**ACTIVITY**
For the data below, restate word for word only the lines from the line containing "for &i in &info.outputs" through the line containing "is computed —", both ends included.

(SOURCE MATERIAL begins)

use ndarray::{Array1, Array2, Axis};
use ordered_float::OrderedFloat;
use rand::Rng;
use rand::SeedableRng;
use rand::rngs::SmallRng;
use rayon::iter::{IntoParallelIterator, ParallelIterator};

use crate::net::NetModel;

/// Samples `Exp(rate)` the same way [`crate::simulator::engine`] does; kept
/// private and duplicated rather than shared, since the two engines must be
/// able to diverge independently (`spec.md` §9 "parallel rollout engines
/// with different semantics").
fn sample_exponential(rng: &mut impl Rng, rate: f64) -> f64 {
    let u: f64 = rng.random::<f64>().max(f64::MIN_POSITIVE);
    -u.ln() / rate
}

/// The structural matrices of `spec.md` §4.D: `IN`/`OUT`/`INH` are
/// place-by-transition 0/1 incidence matrices, `CR` holds control-rate
/// deltas at the same shape, and `N_IN` is the input-arc count per
/// transition used to test full enabledness via a dot product.
#[derive(Debug, Clone)]
pub struct VectorizedEngine {
    in_mask: Array2<f64>,
    out_mask: Array2<f64>,
    inh_mask: Array2<f64>,
    cr: Array2<f64>,
    n_in: Array1<f64>,
}

/// Outcome of advancing one row by a single firing.
#[derive(Debug, Clone, Copy)]
pub struct StepOutcome {
    pub fired: Option<usize>,
    /// No transition had positive effective rate; the row is structurally done.
    pub done: bool,
}

impl VectorizedEngine {
    /// Builds the dense matrices from a [`NetModel`]'s canonical index order.
    pub fn from_net(net: &NetModel) -> Self {
        let p = net.num_places();
        let t = net.num_transitions();
        let mut in_mask = Array2::zeros((p, t));
        let mut out_mask = Array2::zeros((p, t));
        let mut inh_mask = Array2::zeros((p, t));
        let mut cr = Array2::zeros((p, t));

        for (j, info) in net.transitions().iter().enumerate() {
            for &i in &info.inputs {
                in_mask[[i, j]] = 1.0;
            }
            for &i in &info.outputs {
                out_mask[[i, j]] = 1.0;
            }
            for &i in &info.inhibitors {
                inh_mask[[i, j]] = 1.0;
            }
            for m in &info.control_rates {
                cr[[m.place, j]] = m.delta;
            }
        }

        let n_in = in_mask.sum_axis(Axis(0));

        Self {
            in_mask,
            out_mask,
            inh_mask,
            cr,
            n_in,
        }
    }

    pub fn num_places(&self) -> usize {
        self.in_mask.shape()[0]
    }

    pub fn num_transitions(&self) -> usize {
        self.in_mask.shape()[1]
    }

    fn effective_rates(&self, marking: &Array1<f64>, rates: &Array1<f64>) -> Array1<f64> {
        let clipped = marking.mapv(|m| m.clamp(0.0, 1.0));
        let input_sum = clipped.dot(&self.in_mask);
        let inhibited_sum = clipped.dot(&self.inh_mask);
        let cr_sum = clipped.dot(&self.cr);

        let t = self.num_transitions();
        let mut effective = Array1::zeros(t);
        for j in 0..t {
            let enabled = input_sum[j] >= self.n_in[j] && inhibited_sum[j] == 0.0;
            effective[j] = if enabled {
                (rates[j] + cr_sum[j]).max(0.0)
            } else {
                0.0
            };
        }
        effective
    }

    /// Advances `marking` by exactly one firing, mirroring
    /// [`crate::simulator::Simulator::step`] but expressed as matrix ops
    /// over the dense incidence matrices.
    ///
    /// `opponent_rates`, if given, is a set of `(transition, rate)` pairs
    /// that overwrite `rates` in place before the firing is computed —
    /// `spec.md` §4.D "Opponent strategy approximation": baking a
    /// precomputed opponent strategy into `r` so the hot loop never calls
    /// an opponent agent.
    pub fn step_single(
        &self,
        marking: &mut Array1<f64>,
        rates: &mut Array1<f64>,
        opponent_rates: Option<&[(usize, f64)]>,
        rng: &mut impl Rng,
    ) -> StepOutcome {
        if let Some(overrides) = opponent_rates {
            for &(t, rate) in overrides {
                rates[t] = rate;
            }
        }

        let effective = self.effective_rates(marking, rates);
        if effective.iter().all(|&r| r == 0.0) {
            return StepOutcome {
                fired: None,
                done: true,
            };
        }

        let t = self.num_transitions();
        let ft: Vec<f64> = (0..t)
            .map(|j| {
                if effective[j] > 0.0 {
                    sample_exponential(rng, effective[j])
                } else {
                    f64::INFINITY
                }
            })
            .collect();
        let j = (0..t).min_by_key(|&j| OrderedFloat(ft[j])).expect("t > 0");

        let in_col = self.in_mask.column(j);
        let out_col = self.out_mask.column(j);
        *marking -= &in_col;
        *marking += &out_col;

        StepOutcome {
            fired: Some(j),
            done: false,
        }
    }

    /// Runs `rows` independent rollouts from `(marking, rates)` to
    /// completion with no further player action, averaging the terminal
    /// reward (`spec.md` §4.D steps 1-9). Rows run in parallel via `rayon`,
    /// each seeded off `seed + row index` for reproducibility.
    ///
    /// `opponent_rates`, if given, replaces the named transitions' entries
    /// in `rates` once, before any row runs — the precomputed opponent
    /// strategy baked into `r` per `spec.md` §4.D, rather than calling an
    /// opponent agent inside this hot loop.
    #[allow(clippy::too_many_arguments)]
    pub fn rollout_mean_reward(
        &self,
        marking: &[f64],
        rates: &[f64],
        goal_places: &[usize],
        end_places: &[usize],
        rows: usize,
        seed: u64,
        opponent_rates: Option<&[(usize, f64)]>,
    ) -> f64 {
        let marking0 = Array1::from_vec(marking.to_vec());
        let mut rates0 = Array1::from_vec(rates.to_vec());
        if let Some(overrides) = opponent_rates {
            for &(t, rate) in overrides {
                rates0[t] = rate;
            }
        }

        let total: f64 = (0..rows)
            .into_par_iter()
            .map(|row| {
                let mut rng = SmallRng::seed_from_u64(seed.wrapping_add(row as u64));
                let mut m = marking0.clone();
                let mut r = rates0.clone();
                loop {
                    let outcome = self.step_single(&mut m, &mut r, None, &mut rng);
                    if outcome.done {
                        return 0.0;
                    }
                    if goal_places.iter().any(|&p| m[p] > 0.0) {
                        return 100.0;
                    }
                    if end_places.iter().any(|&p| m[p] > 0.0) {
                        return 0.0;
                    }
                }
            })
            .sum();

        total / rows as f64
    }
}

#[cfg(test)]
mod tests {
    use super::*;
    use crate::net::NetModel;

    fn engine() -> (NetModel, VectorizedEngine) {
        let def = crate::net::tests::example_net();
        let net = NetModel::from_definition(&def).unwrap();
        let engine = VectorizedEngine::from_net(&net);
        (net, engine)
    }

    #[test]
    fn matrix_shapes_match_net_dimensions() {
        let (net, engine) = engine();
        assert_eq!(engine.num_places(), net.num_places());
        assert_eq!(engine.num_transitions(), net.num_transitions());
    }

    #[test]
    fn step_single_moves_exactly_one_token_per_arc() {
        let (net, engine) = engine();
        let mut marking = Array1::from_vec(net.initial_marking().to_vec());
        let mut rates = Array1::from_vec(net.initial_rates());
        rates[net.transition_index("aT1").unwrap()] = 0.0;
        rates[net.transition_index("aT2").unwrap()] = 10.0;
        rates[net.transition_index("aT3").unwrap()] = 0.0;
        rates[net.transition_index("aT4").unwrap()] = 0.0;

        let mut rng = SmallRng::seed_from_u64(42);
        let outcome = engine.step_single(&mut marking, &mut rates, None, &mut rng);

        assert_eq!(outcome.fired, net.transition_index("aT2"));
        assert_eq!(marking[net.place_index("aP1").unwrap()], 9.0);
        assert_eq!(marking[net.place_index("aP2").unwrap()], 1.0);
        assert_eq!(marking[net.place_index("aP3").unwrap()], 1.0);
    }

    #[test]
    fn step_single_applies_opponent_rate_overrides_before_firing() {
        // aT1 is rate 0 in the net fixture; overriding it to a large value
        // makes it the only transition with positive effective rate, so it
        // alone fires even though `rates` says otherwise going in.
        let (net, engine) = engine();
        let mut marking = Array1::from_vec(net.initial_marking().to_vec());
        let mut rates = Array1::from_vec(net.initial_rates());
        rates[net.transition_index("aT1").unwrap()] = 0.0;
        rates[net.transition_index("aT2").unwrap()] = 0.0;
        rates[net.transition_index("aT3").unwrap()] = 0.0;
        rates[net.transition_index("aT4").unwrap()] = 0.0;
        let overrides = [(net.transition_index("aT1").unwrap(), 50.0)];

        let mut rng = SmallRng::seed_from_u64(1);
        let outcome = engine.step_single(&mut marking, &mut rates, Some(&overrides), &mut rng);

        assert_eq!(outcome.fired, net.transition_index("aT1"));
        assert_eq!(rates[net.transition_index("aT1").unwrap()], 50.0);
    }

    #[test]
    fn rollout_mean_reward_usually_reaches_the_goal_place() {
        // Almost every rollout from the example net marks aP4 (Attacker's
        // goal, §8 scenario 1) before aP1 is drained, so the mean terminal
        // reward over a large sample is close to 100.
        let (net, engine) = engine();
        let goal = net.goal_places(net.player_id("Attacker").unwrap()).to_vec();
        let end = net.end_places(net.player_id("Attacker").unwrap()).to_vec();
        let mean = engine.rollout_mean_reward(
            net.initial_marking(),
            &net.initial_rates(),
            &goal,
            &end,
            500,
            7,
            None,
        );
        assert!(mean > 80.0, "mean reward was {mean}");
    }
}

(SOURCE MATERIAL ends)

**ANSWER SPACE**
            for &i in &info.outputs {
                out_mask[[i, j]] = 1.0;
            }
            for &i in &info.inhibitors {
                inh_mask[[i, j]] = 1.0;
            }
            for m in &info.control_rates {
                cr[[m.place, j]] = m.delta;
            }
        }

        let n_in = in_mask.sum_axis(Axis(0));

        Self {
            in_mask,
            out_mask,
            inh_mask,
            cr,
            n_in,
        }
    }

    pub fn num_places(&self) -> usize {
        self.in_mask.shape()[0]
    }

    pub fn num_transitions(&self) -> usize {
        self.in_mask.shape()[1]
    }

    fn effective_rates(&self, marking: &Array1<f64>, rates: &Array1<f64>) -> Array1<f64> {
        let clipped = marking.mapv(|m| m.clamp(0.0, 1.0));
        let input_sum = clipped.dot(&self.in_mask);
        let inhibited_sum = clipped.dot(&self.inh_mask);
        let cr_sum = clipped.dot(&self.cr);

        let t = self.num_transitions();
        let mut effective = Array1::zeros(t);
        for j in 0..t {
            let enabled = input_sum[j] >= self.n_in[j] && inhibited_sum[j] == 0.0;
            effective[j] = if enabled {
                (rates[j] + cr_sum[j]).max(0.0)
            } else {
                0.0
            };
        }
        effective
    }

    /// Advances `marking` by exactly one firing, mirroring
    /// [`crate::simulator::Simulator::step`] but expressed as matrix ops
    /// over the dense incidence matrices.
    ///
    /// `opponent_rates`, if given, is a set of `(transition, rate)` pairs
    /// that overwrite `rates` in place before the firing is computed —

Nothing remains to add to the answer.